(Work request):
Check every line of the entries below for "returned", and copy the lines that have it.

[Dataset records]
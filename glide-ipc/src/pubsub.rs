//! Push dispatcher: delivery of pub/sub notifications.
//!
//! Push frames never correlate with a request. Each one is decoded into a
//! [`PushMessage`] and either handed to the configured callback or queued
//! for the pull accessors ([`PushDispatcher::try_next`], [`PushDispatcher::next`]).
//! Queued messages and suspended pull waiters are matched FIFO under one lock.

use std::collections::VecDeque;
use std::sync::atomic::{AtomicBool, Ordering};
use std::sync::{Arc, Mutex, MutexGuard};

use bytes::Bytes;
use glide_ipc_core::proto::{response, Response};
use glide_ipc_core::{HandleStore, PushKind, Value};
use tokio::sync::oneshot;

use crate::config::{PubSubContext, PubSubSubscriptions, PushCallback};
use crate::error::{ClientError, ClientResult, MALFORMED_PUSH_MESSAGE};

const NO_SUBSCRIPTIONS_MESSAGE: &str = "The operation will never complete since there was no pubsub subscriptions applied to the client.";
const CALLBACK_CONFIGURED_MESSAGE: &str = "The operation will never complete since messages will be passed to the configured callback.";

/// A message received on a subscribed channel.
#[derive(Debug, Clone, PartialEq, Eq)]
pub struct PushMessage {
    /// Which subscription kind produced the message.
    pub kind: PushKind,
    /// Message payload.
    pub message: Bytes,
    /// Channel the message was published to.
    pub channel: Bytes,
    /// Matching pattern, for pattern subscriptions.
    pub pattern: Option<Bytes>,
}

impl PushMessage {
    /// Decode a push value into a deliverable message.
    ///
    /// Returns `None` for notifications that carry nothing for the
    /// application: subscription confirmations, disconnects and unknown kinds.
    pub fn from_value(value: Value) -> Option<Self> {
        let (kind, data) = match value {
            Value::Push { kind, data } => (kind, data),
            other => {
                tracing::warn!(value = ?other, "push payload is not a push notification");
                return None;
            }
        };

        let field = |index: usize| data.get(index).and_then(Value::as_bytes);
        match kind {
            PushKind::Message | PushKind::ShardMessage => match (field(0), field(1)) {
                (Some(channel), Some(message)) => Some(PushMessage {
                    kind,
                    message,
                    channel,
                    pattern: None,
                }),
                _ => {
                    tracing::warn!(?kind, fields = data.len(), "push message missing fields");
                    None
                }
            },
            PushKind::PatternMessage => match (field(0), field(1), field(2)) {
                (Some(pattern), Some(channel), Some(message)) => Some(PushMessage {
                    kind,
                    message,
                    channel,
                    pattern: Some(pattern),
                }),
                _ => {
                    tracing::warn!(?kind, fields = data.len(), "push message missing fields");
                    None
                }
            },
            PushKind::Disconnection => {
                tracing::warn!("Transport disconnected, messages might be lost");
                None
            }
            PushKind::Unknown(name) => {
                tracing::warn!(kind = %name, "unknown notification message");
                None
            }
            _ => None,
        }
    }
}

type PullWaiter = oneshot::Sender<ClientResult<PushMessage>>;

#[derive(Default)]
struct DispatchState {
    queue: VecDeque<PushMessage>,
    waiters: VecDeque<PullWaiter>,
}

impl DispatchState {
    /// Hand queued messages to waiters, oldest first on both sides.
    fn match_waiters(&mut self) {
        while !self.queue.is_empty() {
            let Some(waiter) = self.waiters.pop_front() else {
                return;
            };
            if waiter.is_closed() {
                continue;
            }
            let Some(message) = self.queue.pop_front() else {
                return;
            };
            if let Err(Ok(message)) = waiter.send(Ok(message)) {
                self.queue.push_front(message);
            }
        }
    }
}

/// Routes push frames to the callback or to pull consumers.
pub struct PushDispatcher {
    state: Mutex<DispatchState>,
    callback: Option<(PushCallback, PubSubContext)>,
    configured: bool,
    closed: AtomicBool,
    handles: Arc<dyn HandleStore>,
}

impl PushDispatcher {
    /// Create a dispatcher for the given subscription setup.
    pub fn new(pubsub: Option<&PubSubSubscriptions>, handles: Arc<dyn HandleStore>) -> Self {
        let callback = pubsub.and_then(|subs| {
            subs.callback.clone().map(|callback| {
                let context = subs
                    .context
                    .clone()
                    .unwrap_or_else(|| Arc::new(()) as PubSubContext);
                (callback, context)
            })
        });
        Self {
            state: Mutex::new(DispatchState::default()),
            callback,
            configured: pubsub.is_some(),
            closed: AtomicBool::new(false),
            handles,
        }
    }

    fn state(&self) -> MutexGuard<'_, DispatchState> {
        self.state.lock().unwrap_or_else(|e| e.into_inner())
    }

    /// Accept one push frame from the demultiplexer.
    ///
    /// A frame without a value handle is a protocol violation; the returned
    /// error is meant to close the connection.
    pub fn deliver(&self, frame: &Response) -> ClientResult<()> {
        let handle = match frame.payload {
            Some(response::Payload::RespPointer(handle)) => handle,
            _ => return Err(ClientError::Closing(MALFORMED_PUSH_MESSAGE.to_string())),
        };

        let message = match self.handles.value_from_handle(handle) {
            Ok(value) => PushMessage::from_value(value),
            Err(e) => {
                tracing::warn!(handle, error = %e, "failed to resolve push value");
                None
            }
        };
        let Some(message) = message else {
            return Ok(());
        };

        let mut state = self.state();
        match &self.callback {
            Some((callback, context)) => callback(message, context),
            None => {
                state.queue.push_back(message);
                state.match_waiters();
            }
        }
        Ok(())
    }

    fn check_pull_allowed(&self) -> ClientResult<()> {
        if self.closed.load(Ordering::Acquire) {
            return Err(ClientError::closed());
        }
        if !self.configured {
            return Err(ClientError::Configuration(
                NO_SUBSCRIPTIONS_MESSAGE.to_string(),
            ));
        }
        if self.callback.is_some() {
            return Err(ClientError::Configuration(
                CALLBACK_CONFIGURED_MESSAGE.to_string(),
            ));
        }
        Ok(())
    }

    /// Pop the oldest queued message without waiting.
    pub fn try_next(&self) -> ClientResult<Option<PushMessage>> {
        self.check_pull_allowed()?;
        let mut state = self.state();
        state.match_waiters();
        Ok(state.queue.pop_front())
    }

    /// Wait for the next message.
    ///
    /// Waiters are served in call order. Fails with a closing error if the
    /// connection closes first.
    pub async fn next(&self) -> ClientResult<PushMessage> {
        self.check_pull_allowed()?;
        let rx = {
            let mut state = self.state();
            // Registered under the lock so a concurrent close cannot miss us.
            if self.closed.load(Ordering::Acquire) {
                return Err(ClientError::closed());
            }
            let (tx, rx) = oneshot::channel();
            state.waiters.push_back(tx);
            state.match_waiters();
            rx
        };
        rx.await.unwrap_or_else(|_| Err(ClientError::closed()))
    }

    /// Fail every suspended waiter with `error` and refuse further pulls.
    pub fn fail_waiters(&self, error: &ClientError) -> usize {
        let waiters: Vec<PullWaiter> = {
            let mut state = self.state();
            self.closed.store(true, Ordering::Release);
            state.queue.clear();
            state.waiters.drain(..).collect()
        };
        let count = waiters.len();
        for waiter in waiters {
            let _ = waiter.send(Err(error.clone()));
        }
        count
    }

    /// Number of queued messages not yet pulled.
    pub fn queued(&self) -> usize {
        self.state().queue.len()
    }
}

---

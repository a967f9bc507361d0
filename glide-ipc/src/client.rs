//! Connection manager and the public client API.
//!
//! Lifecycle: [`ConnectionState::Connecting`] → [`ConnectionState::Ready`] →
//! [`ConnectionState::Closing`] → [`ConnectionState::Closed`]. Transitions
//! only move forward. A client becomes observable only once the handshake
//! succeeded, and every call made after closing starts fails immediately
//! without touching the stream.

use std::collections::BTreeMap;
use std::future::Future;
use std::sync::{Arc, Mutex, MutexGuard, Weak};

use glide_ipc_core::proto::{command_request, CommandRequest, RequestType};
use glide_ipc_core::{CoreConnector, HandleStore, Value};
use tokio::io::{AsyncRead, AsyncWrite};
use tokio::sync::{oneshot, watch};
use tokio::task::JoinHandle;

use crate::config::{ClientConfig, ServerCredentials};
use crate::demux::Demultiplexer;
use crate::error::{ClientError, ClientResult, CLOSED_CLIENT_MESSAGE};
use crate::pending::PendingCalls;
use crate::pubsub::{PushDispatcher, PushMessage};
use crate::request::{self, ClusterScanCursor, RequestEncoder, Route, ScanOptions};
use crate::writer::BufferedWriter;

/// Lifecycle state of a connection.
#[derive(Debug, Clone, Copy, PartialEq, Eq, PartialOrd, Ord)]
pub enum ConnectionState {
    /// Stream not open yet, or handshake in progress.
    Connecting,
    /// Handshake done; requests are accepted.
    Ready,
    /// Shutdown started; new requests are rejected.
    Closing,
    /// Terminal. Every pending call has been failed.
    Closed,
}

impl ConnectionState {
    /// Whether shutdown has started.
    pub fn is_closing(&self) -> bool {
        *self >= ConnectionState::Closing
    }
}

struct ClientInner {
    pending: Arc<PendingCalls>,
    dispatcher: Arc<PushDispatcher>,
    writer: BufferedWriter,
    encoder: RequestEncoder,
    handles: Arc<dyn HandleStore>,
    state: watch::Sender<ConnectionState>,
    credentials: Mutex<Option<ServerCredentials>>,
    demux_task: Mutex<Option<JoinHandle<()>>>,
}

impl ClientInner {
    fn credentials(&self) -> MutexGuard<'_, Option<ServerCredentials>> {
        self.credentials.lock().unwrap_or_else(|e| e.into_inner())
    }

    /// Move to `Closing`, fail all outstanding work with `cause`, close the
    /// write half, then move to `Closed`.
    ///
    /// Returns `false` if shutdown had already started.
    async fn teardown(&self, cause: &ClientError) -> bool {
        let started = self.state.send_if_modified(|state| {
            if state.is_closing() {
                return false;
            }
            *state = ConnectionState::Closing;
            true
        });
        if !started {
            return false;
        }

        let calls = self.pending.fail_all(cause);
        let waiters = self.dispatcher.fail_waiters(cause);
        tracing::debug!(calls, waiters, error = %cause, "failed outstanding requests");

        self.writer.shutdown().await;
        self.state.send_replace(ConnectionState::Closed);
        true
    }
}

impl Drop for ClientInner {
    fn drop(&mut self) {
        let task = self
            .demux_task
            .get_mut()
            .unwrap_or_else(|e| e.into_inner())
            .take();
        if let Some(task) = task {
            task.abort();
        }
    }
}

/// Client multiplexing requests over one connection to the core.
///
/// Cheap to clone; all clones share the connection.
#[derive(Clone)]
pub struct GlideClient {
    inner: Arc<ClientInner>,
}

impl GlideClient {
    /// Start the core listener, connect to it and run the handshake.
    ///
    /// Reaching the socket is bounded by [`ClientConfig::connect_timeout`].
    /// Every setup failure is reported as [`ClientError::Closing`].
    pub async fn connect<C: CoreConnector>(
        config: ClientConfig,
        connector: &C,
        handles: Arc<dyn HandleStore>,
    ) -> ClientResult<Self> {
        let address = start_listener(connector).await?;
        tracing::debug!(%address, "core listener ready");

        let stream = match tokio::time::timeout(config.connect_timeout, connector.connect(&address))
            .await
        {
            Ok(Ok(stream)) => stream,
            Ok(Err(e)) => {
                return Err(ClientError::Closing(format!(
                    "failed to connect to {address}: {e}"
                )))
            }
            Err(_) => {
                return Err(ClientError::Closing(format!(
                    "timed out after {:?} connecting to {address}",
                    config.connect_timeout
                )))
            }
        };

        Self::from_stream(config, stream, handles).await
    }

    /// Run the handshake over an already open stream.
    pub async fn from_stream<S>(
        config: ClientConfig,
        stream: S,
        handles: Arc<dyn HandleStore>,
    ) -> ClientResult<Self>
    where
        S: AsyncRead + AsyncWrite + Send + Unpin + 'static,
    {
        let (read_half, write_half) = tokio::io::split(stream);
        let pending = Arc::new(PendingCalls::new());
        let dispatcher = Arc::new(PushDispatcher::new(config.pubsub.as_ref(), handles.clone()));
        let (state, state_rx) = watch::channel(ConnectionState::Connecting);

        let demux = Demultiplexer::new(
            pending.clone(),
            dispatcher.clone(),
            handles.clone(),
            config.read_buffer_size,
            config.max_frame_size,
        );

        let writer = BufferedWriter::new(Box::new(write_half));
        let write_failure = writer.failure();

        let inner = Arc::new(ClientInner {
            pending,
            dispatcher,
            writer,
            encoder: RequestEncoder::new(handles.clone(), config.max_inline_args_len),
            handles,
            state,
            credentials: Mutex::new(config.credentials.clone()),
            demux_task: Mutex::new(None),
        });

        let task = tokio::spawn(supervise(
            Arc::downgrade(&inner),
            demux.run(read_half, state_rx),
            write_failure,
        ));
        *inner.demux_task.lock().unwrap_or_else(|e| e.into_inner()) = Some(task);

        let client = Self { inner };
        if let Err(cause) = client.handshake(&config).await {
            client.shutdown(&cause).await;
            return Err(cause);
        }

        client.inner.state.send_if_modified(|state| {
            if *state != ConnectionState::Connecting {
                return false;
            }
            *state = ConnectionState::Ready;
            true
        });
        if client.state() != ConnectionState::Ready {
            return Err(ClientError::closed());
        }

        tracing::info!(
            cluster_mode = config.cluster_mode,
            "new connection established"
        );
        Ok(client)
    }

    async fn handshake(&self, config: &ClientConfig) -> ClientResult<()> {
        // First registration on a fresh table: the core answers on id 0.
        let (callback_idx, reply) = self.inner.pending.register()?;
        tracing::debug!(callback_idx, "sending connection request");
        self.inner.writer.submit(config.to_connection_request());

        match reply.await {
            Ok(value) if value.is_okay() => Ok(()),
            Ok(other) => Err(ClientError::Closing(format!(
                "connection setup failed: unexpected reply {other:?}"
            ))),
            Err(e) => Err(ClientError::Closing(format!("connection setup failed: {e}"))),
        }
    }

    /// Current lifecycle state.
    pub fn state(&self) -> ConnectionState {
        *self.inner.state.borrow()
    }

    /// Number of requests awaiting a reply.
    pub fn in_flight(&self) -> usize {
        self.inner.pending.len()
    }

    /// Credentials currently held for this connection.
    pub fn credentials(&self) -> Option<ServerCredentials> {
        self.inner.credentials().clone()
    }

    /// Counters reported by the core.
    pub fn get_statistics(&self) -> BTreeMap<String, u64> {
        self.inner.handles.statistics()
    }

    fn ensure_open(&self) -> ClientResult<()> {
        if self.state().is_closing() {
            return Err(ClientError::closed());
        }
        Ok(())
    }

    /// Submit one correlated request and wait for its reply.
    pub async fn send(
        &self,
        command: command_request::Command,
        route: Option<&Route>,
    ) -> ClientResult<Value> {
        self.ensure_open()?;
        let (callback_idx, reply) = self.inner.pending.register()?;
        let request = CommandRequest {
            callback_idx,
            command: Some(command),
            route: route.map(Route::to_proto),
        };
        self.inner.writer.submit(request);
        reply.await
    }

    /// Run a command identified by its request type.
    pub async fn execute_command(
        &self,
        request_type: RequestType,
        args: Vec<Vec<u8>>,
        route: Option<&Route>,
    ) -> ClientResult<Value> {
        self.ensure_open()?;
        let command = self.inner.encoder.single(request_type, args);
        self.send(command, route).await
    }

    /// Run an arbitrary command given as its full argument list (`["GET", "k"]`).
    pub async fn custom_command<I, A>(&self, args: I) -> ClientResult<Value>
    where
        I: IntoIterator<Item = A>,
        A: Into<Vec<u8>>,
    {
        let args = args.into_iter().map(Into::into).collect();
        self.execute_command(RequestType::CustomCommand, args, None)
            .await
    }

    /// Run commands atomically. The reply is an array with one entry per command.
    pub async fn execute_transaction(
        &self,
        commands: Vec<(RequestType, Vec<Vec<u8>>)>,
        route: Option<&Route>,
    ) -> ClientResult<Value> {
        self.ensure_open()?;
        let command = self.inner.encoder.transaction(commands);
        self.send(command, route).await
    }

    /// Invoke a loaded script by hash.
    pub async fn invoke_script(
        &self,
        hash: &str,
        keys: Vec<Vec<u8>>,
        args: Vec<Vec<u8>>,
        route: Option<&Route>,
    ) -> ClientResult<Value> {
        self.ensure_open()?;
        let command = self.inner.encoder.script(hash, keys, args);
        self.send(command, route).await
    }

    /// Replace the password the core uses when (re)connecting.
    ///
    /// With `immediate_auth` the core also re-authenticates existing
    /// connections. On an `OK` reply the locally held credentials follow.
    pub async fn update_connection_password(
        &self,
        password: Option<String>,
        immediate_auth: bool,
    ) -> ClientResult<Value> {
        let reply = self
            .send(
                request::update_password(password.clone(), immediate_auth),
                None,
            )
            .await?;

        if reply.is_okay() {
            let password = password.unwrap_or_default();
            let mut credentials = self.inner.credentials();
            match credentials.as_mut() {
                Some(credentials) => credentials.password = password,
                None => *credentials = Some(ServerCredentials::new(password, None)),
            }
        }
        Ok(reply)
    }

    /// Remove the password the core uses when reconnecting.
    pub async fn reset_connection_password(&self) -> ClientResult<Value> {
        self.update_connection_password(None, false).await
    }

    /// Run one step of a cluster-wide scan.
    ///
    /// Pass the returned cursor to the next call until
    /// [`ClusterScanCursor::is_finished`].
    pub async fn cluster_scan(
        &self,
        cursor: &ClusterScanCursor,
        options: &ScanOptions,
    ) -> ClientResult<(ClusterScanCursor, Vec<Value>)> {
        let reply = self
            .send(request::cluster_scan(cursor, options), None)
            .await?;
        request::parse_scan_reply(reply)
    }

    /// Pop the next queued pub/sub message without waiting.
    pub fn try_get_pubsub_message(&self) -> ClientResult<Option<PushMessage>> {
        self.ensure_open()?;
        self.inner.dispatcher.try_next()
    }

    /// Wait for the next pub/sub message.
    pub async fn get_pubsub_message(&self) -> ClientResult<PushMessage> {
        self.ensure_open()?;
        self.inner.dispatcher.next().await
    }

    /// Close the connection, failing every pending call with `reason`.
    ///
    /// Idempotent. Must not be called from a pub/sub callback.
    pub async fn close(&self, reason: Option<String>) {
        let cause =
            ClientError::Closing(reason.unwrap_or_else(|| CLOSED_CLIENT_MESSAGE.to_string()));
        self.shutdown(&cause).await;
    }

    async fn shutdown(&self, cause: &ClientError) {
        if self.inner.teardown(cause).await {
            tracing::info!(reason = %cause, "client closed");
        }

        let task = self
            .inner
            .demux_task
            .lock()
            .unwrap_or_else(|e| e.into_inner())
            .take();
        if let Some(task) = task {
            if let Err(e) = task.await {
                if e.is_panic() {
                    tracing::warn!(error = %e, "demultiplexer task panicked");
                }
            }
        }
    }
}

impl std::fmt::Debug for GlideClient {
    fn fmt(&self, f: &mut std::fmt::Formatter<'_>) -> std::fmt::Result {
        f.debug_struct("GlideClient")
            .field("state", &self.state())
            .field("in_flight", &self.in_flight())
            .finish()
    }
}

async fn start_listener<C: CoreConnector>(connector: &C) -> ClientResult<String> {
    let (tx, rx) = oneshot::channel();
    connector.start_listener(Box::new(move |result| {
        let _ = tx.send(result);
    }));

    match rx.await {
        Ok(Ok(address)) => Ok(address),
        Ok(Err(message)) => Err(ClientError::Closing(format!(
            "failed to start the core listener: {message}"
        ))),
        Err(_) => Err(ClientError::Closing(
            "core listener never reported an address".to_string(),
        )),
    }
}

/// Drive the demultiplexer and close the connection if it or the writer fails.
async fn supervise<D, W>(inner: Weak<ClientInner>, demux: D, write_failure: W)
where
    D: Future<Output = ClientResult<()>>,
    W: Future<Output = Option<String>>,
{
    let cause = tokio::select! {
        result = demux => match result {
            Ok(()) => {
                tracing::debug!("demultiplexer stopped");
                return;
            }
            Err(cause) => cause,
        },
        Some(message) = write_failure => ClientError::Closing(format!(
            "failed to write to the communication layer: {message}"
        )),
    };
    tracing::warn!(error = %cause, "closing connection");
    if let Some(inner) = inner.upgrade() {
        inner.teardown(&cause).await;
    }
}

--

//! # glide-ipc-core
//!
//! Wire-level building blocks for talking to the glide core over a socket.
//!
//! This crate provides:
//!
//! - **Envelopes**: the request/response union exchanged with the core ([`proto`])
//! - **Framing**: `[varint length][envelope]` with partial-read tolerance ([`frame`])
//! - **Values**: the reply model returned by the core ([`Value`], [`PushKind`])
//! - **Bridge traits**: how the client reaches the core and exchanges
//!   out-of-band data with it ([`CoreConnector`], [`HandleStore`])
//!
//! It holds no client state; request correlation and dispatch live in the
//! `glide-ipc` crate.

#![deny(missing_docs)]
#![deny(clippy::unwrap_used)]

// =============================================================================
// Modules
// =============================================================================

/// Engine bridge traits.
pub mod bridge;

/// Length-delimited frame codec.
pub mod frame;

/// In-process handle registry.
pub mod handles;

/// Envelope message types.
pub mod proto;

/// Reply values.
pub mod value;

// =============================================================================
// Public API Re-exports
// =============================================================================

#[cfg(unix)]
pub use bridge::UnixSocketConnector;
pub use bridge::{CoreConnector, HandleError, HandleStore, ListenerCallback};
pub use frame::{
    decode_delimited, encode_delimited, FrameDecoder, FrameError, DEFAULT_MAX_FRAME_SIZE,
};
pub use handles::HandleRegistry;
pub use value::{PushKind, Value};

(Result):
    /// A frame without a value handle is a protocol violation; the returned
    /// Pass the returned cursor to the next call until
//! - **Values**: the reply model returned by the core ([`Value`], [`PushKind`])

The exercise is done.